Work item: Check every line below for the word "config" and copy each one that has it.
Provided information START
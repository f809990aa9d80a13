//! # notesort
//!
//! Turns an unstructured pile of free-text notes into a normalized,
//! category-indexed knowledge base.
//!
//! A classifier (Gemini, OpenAI or Ollama) does the semantic work; this crate
//! owns identity, record shapes, taxonomy normalization and the final join,
//! and keeps those consistent across stages that are run and re-run
//! independently.
//!
//! ## Architecture
//!
//! ```text
//! ┌─────────┐   ┌──────────┐   ┌───────────┐   ┌─────────┐
//! │ ingest  │──▶│ extract  │──▶│ normalize │──▶│  index  │
//! │ inbox→  │   │ per note │   │ one call  │   │  join   │
//! └────┬────┘   └────┬─────┘   └─────┬─────┘   └────┬────┘
//!      ▼             ▼               ▼              ▼
//!  notes.json  extractions.json  taxonomy.json  index.json
//! ```
//!
//! Every snapshot is replaced wholesale on a successful run.
//!
//! ## Quick Start
//!
//! ```bash
//! notesort ingest          # capture notes from the inbox
//! notesort extract         # classify each note
//! notesort normalize       # consolidate labels into a taxonomy
//! notesort index           # build the category index
//! notesort show "Books to Read"
//! ```
//!
//! ## Modules
//!
//! | Module | Purpose |
//! |--------|---------|
//! | [`config`] | TOML configuration parsing |
//! | [`models`] | Note, extraction and index records |
//! | [`taxonomy`] | Canonical mapping, inversion, coverage |
//! | [`intake`] | Inbox scanning and relocation |
//! | [`ingest`] | Note Store stage |
//! | [`classifier`] | Classification backends |
//! | [`extraction`] | Extraction stage |
//! | [`normalize`] | Taxonomy Normalizer stage |
//! | [`index`] | Category Indexer stage |
//! | [`audit`] | Cross-snapshot consistency checks |
//! | [`snapshot`] | Atomic JSON snapshots |

pub mod audit;
pub mod classifier;
pub mod config;
pub mod error;
pub mod extraction;
pub mod index;
pub mod ingest;
pub mod intake;
pub mod models;
pub mod normalize;
pub mod pipeline;
pub mod progress;
pub mod prompts;
pub mod show;
pub mod snapshot;
pub mod status;
pub mod taxonomy;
Provided information END
Expected answer:
//! | [`config`] | TOML configuration parsing |
pub mod config;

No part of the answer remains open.